Once you’ve done this, feed the stripped end into the light fixture and attach it to the correct junction terminals (match up the colours basically but remember brown is live and blue is neutral – for the record, the earth doesn’t do anything so you can just use 2 core wire but I just prefer to have it included)











Then, pull the wire tight through the hole in the top of the fixture and cut yourself a sufficient amount to wire up the junction box correctly. Wire the junction box however you want, but don’t mix terminals!



















Do the same for the other fixture and connect the junction box up again.











Next, wire yourself up a plug using a 5A fuse leaving enough wire for a suitably long lead.











Again, wire this into the junction box but this time put the little screws back in place to make sure nothing can move.











Put the lid back on the junction box and re-attach the underside of the fixtures.




















Then, add the tubes and find a plug!











Done! One double fluorescent tube light fixture!

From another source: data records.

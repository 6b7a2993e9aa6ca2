//! Per-connection outbound message queue.
//!
//! Decouples handler and watchdog code from the transport writer: any
//! number of producers enqueue without blocking, one writer task drains
//! in FIFO order. Sealing the queue is idempotent and marks the end of
//! the connection's outbound life: later sends fail, and the drain side
//! finishes once the backlog is consumed.

use std::sync::Arc;
use std::sync::atomic::{AtomicBool, Ordering};

use tokio::sync::{Notify, mpsc};

use wirebeat_protocol::Message;

/// Error returned when sending on a sealed or dropped queue.
#[derive(Debug, thiserror::Error)]
#[error("connection closed, message not sent")]
pub struct SendError;

struct Shared {
    sealed: AtomicBool,
    seal_notify: Notify,
}

/// Producer side of the queue. Cloneable and cheap.
#[derive(Clone)]
pub struct Outbox {
    tx: mpsc::UnboundedSender<Message>,
    shared: Arc<Shared>,
}

/// Consumer side of the queue, owned exclusively by the writer task.
pub struct OutboxDrain {
    rx: mpsc::UnboundedReceiver<Message>,
    shared: Arc<Shared>,
}

/// Creates a connected producer/consumer pair.
pub fn outbox() -> (Outbox, OutboxDrain) {
    let (tx, rx) = mpsc::unbounded_channel();
    let shared = Arc::new(Shared {
        sealed: AtomicBool::new(false),
        seal_notify: Notify::new(),
    });
    (
        Outbox {
            tx,
            shared: Arc::clone(&shared),
        },
        OutboxDrain { rx, shared },
    )
}

impl Outbox {
    /// Enqueues a message. Never blocks.
    pub fn send(&self, msg: Message) -> Result<(), SendError> {
        if self.shared.sealed.load(Ordering::Acquire) {
            return Err(SendError);
        }
        self.tx.send(msg).map_err(|_| SendError)
    }

    /// Seals the queue: later sends fail and the drain finishes once the
    /// backlog is consumed. Idempotent.
    pub fn seal(&self) {
        if !self.shared.sealed.swap(true, Ordering::AcqRel) {
            self.shared.seal_notify.notify_waiters();
        }
    }

    /// Returns `true` if the queue has been sealed.
    pub fn is_sealed(&self) -> bool {
        self.shared.sealed.load(Ordering::Acquire)
    }
}

impl OutboxDrain {
    /// Receives the next queued message in FIFO order.
    ///
    /// Returns `None` once the queue is sealed and drained, or when every
    /// producer has been dropped.
    pub async fn recv(&mut self) -> Option<Message> {
        loop {
            // Queued messages are handed out before the seal is honored.
            match self.rx.try_recv() {
                Ok(msg) => return Some(msg),
                Err(mpsc::error::TryRecvError::Disconnected) => return None,
                Err(mpsc::error::TryRecvError::Empty) => {}
            }

            // Register for the seal notification before re-checking the
            // flag, so a concurrent seal cannot slip between the two.
            let sealed = self.shared.seal_notify.notified();
            if self.shared.sealed.load(Ordering::Acquire) {
                return None;
            }

            tokio::select! {
                _ = sealed => {}
                msg = self.rx.recv() => return msg,
            }
        }
    }
}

Good luck with making your own!

James


----------



## rob2278 (Feb 20, 2008)

Why not just buy a twin fitting??:Na_Na_Na_Na::Na_Na_Na_Na:


----------



## bry rose (Apr 3, 2010)

thanks you've just answered the quetion i was goining to ask about if you can use ordanary floro fittings in viv :2thumb:


----------



## jrf23 (Mar 24, 2008)

rob2278 said:


> Why not just buy a twin fitting??:Na_Na_Na_Na::Na_Na_Na_Na:


Becuase they normally cost more than 2 singles and always have that stupid deffuser on which they charge you more for!  Plus, I have a few triples etc so I'm just used to making them now! For £16 I can't complain!


----------



## jrf23 (Mar 24, 2008)

bry rose said:


> thanks you've just answered the quetion i was goining to ask about if you can use ordanary floro fittings in viv :2thumb:


You certainly can!


----------



## reptiles-ink (Nov 4, 2006)

bry rose said:


> thanks you've just answered the quetion i was goining to ask about if you can use ordanary floro fittings in viv :2thumb:


 Yes you can depending on the type of viv and what is in it.
The main problem is humidity, if there is a high humidity then it is a big no.


----------



## netblindpaul (Apr 8, 2010)

Good concept to mount 2 singles to make a double, mind I always seem to have to pay extra for diffusers at my electrical wholesaler & it does not necessarily turn out to be more expensive to buy!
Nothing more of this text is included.